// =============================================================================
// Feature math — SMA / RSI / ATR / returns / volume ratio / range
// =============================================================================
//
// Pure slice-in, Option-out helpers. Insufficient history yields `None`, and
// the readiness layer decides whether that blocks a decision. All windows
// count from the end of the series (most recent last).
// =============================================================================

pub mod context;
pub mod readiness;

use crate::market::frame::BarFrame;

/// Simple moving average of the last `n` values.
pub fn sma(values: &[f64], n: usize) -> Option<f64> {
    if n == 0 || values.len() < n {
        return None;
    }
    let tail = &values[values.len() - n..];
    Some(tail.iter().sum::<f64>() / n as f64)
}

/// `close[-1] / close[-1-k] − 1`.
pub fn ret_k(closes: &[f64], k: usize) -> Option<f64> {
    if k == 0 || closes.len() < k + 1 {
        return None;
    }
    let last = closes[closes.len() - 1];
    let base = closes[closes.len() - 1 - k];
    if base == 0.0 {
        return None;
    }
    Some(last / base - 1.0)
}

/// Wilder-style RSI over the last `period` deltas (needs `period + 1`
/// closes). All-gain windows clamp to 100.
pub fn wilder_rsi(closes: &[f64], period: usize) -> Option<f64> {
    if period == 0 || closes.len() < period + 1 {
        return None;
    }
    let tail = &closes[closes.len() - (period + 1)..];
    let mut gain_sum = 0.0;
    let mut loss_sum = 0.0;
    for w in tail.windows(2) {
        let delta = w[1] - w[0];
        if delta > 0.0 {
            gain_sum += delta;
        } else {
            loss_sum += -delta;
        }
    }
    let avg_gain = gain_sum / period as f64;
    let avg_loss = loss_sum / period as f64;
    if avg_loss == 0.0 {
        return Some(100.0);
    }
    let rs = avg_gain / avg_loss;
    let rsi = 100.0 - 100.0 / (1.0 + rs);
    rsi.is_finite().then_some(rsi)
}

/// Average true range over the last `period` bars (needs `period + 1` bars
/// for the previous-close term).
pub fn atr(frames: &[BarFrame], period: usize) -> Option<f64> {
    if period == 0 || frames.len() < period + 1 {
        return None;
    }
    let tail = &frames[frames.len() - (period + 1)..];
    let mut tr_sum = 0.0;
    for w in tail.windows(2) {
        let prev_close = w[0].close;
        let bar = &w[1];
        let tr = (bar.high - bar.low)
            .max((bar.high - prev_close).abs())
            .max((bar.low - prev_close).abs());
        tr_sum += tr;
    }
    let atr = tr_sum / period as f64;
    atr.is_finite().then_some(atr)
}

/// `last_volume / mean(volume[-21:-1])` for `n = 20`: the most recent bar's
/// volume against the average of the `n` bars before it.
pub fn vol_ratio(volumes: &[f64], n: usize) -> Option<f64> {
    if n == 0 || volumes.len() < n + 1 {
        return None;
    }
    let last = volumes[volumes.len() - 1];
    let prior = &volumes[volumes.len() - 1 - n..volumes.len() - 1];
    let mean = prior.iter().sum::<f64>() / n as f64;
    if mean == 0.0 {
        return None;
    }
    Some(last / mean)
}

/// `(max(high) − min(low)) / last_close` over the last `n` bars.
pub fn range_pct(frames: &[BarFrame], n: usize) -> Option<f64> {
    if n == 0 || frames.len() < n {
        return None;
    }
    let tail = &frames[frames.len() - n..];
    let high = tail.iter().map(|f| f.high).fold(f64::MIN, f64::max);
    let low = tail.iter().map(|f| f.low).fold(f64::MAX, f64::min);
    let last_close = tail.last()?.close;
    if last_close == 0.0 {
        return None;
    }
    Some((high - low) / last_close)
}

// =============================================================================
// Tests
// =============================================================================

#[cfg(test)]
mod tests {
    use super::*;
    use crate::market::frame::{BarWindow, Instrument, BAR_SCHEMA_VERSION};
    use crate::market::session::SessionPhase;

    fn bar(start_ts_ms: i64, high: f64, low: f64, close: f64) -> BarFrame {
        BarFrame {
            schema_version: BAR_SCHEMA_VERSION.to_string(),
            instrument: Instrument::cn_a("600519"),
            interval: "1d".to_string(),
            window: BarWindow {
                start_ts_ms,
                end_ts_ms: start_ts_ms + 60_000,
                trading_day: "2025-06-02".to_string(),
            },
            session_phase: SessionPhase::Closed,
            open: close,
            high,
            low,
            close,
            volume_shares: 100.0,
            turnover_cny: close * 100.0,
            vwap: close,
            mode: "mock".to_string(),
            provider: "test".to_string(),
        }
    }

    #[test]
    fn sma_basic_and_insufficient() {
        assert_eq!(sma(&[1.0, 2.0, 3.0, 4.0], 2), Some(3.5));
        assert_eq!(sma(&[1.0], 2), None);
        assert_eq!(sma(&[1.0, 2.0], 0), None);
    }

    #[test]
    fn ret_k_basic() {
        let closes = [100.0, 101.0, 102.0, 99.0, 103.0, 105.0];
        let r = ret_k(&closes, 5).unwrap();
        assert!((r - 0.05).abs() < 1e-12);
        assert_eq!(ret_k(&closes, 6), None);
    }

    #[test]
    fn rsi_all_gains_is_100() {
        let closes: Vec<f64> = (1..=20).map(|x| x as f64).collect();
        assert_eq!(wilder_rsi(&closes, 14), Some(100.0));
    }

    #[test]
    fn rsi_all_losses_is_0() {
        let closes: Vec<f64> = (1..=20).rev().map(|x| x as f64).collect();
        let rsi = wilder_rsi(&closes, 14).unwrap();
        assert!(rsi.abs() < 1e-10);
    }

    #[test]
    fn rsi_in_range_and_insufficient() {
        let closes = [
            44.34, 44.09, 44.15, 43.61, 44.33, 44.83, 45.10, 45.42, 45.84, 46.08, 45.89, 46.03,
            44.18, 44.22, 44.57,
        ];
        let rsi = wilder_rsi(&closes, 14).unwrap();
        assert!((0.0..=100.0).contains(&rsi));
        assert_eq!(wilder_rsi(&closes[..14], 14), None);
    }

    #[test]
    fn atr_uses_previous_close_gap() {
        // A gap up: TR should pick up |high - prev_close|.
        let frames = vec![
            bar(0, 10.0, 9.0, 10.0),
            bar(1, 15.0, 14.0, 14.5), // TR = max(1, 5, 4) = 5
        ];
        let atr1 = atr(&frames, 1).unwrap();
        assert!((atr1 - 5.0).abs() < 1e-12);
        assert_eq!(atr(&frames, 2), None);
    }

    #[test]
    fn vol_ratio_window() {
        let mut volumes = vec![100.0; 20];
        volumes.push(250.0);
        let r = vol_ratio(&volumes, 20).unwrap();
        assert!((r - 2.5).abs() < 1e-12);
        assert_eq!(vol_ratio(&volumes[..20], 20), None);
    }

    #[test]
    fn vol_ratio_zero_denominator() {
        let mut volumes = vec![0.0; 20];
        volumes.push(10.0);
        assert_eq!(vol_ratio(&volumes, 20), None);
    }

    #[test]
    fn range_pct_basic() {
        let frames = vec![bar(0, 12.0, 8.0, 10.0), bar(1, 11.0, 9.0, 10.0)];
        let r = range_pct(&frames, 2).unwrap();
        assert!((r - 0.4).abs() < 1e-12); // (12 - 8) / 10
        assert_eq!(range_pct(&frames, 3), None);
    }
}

→ Prompt: Exact transcription of the listing is needed, with no line left out.

→ Exercise output:
// =============================================================================
// Feature math — SMA / RSI / ATR / returns / volume ratio / range
// =============================================================================
//
// Pure slice-in, Option-out helpers. Insufficient history yields `None`, and
// the readiness layer decides whether that blocks a decision. All windows
// count from the end of the series (most recent last).
// =============================================================================

pub mod context;
pub mod readiness;

use crate::market::frame::BarFrame;

/// Simple moving average of the last `n` values.
pub fn sma(values: &[f64], n: usize) -> Option<f64> {
    if n == 0 || values.len() < n {
        return None;
    }
    let tail = &values[values.len() - n..];
    Some(tail.iter().sum::<f64>() / n as f64)
}

/// `close[-1] / close[-1-k] − 1`.
pub fn ret_k(closes: &[f64], k: usize) -> Option<f64> {
    if k == 0 || closes.len() < k + 1 {
        return None;
    }
    let last = closes[closes.len() - 1];
    let base = closes[closes.len() - 1 - k];
    if base == 0.0 {
        return None;
    }
    Some(last / base - 1.0)
}

/// Wilder-style RSI over the last `period` deltas (needs `period + 1`
/// closes). All-gain windows clamp to 100.
pub fn wilder_rsi(closes: &[f64], period: usize) -> Option<f64> {
    if period == 0 || closes.len() < period + 1 {
        return None;
    }
    let tail = &closes[closes.len() - (period + 1)..];
    let mut gain_sum = 0.0;
    let mut loss_sum = 0.0;
    for w in tail.windows(2) {
        let delta = w[1] - w[0];
        if delta > 0.0 {
            gain_sum += delta;
        } else {
            loss_sum += -delta;
        }
    }
    let avg_gain = gain_sum / period as f64;
    let avg_loss = loss_sum / period as f64;
    if avg_loss == 0.0 {
        return Some(100.0);
    }
    let rs = avg_gain / avg_loss;
    let rsi = 100.0 - 100.0 / (1.0 + rs);
    rsi.is_finite().then_some(rsi)
}

/// Average true range over the last `period` bars (needs `period + 1` bars
/// for the previous-close term).
pub fn atr(frames: &[BarFrame], period: usize) -> Option<f64> {
    if period == 0 || frames.len() < period + 1 {
        return None;
    }
    let tail = &frames[frames.len() - (period + 1)..];
    let mut tr_sum = 0.0;
    for w in tail.windows(2) {
        let prev_close = w[0].close;
        let bar = &w[1];
        let tr = (bar.high - bar.low)
            .max((bar.high - prev_close).abs())
            .max((bar.low - prev_close).abs());
        tr_sum += tr;
    }
    let atr = tr_sum / period as f64;
    atr.is_finite().then_some(atr)
}

/// `last_volume / mean(volume[-21:-1])` for `n = 20`: the most recent bar's
/// volume against the average of the `n` bars before it.
pub fn vol_ratio(volumes: &[f64], n: usize) -> Option<f64> {
    if n == 0 || volumes.len() < n + 1 {
        return None;
    }
    let last = volumes[volumes.len() - 1];
    let prior = &volumes[volumes.len() - 1 - n..volumes.len() - 1];
    let mean = prior.iter().sum::<f64>() / n as f64;
    if mean == 0.0 {
        return None;
    }
    Some(last / mean)
}

/// `(max(high) − min(low)) / last_close` over the last `n` bars.
pub fn range_pct(frames: &[BarFrame], n: usize) -> Option<f64> {
    if n == 0 || frames.len() < n {
        return None;
    }
    let tail = &frames[frames.len() - n..];
    let high = tail.iter().map(|f| f.high).fold(f64::MIN, f64::max);
    let low = tail.iter().map(|f| f.low).fold(f64::MAX, f64::min);
    let last_close = tail.last()?.close;
    if last_close == 0.0 {
        return None;
    }
    Some((high - low) / last_close)
}

// =============================================================================
// Tests
// =============================================================================

#[cfg(test)]
mod tests {
    use super::*;
    use crate::market::frame::{BarWindow, Instrument, BAR_SCHEMA_VERSION};
    use crate::market::session::SessionPhase;

    fn bar(start_ts_ms: i64, high: f64, low: f64, close: f64) -> BarFrame {
        BarFrame {
            schema_version: BAR_SCHEMA_VERSION.to_string(),
            instrument: Instrument::cn_a("600519"),
            interval: "1d".to_string(),
            window: BarWindow {
                start_ts_ms,
                end_ts_ms: start_ts_ms + 60_000,
                trading_day: "2025-06-02".to_string(),
            },
            session_phase: SessionPhase::Closed,
            open: close,
            high,
            low,
            close,
            volume_shares: 100.0,
            turnover_cny: close * 100.0,
            vwap: close,
            mode: "mock".to_string(),
            provider: "test".to_string(),
        }
    }

    #[test]
    fn sma_basic_and_insufficient() {
        assert_eq!(sma(&[1.0, 2.0, 3.0, 4.0], 2), Some(3.5));
        assert_eq!(sma(&[1.0], 2), None);
        assert_eq!(sma(&[1.0, 2.0], 0), None);
    }

    #[test]
    fn ret_k_basic() {
        let closes = [100.0, 101.0, 102.0, 99.0, 103.0, 105.0];
        let r = ret_k(&closes, 5).unwrap();
        assert!((r - 0.05).abs() < 1e-12);
        assert_eq!(ret_k(&closes, 6), None);
    }

    #[test]
    fn rsi_all_gains_is_100() {
        let closes: Vec<f64> = (1..=20).map(|x| x as f64).collect();
        assert_eq!(wilder_rsi(&closes, 14), Some(100.0));
    }

    #[test]
    fn rsi_all_losses_is_0() {
        let closes: Vec<f64> = (1..=20).rev().map(|x| x as f64).collect();
        let rsi = wilder_rsi(&closes, 14).unwrap();
        assert!(rsi.abs() < 1e-10);
    }

    #[test]
    fn rsi_in_range_and_insufficient() {
        let closes = [
            44.34, 44.09, 44.15, 43.61, 44.33, 44.83, 45.10, 45.42, 45.84, 46.08, 45.89, 46.03,
            44.18, 44.22, 44.57,
        ];
        let rsi = wilder_rsi(&closes, 14).unwrap();
        assert!((0.0..=100.0).contains(&rsi));
        assert_eq!(wilder_rsi(&closes[..14], 14), None);
    }

    #[test]
    fn atr_uses_previous_close_gap() {
        // A gap up: TR should pick up |high - prev_close|.
        let frames = vec![
            bar(0, 10.0, 9.0, 10.0),
            bar(1, 15.0, 14.0, 14.5), // TR = max(1, 5, 4) = 5
        ];
        let atr1 = atr(&frames, 1).unwrap();
        assert!((atr1 - 5.0).abs() < 1e-12);
        assert_eq!(atr(&frames, 2), None);
    }

    #[test]
    fn vol_ratio_window() {
        let mut volumes = vec![100.0; 20];
        volumes.push(250.0);
        let r = vol_ratio(&volumes, 20).unwrap();
        assert!((r - 2.5).abs() < 1e-12);
        assert_eq!(vol_ratio(&volumes[..20], 20), None);
    }

    #[test]
    fn vol_ratio_zero_denominator() {
        let mut volumes = vec![0.0; 20];
        volumes.push(10.0);
        assert_eq!(vol_ratio(&volumes, 20), None);
    }

    #[test]
    fn range_pct_basic() {
        let frames = vec![bar(0, 12.0, 8.0, 10.0), bar(1, 11.0, 9.0, 10.0)];
        let r = range_pct(&frames, 2).unwrap();
        assert!((r - 0.4).abs() < 1e-12); // (12 - 8) / 10
        assert_eq!(range_pct(&frames, 3), None);
    }
}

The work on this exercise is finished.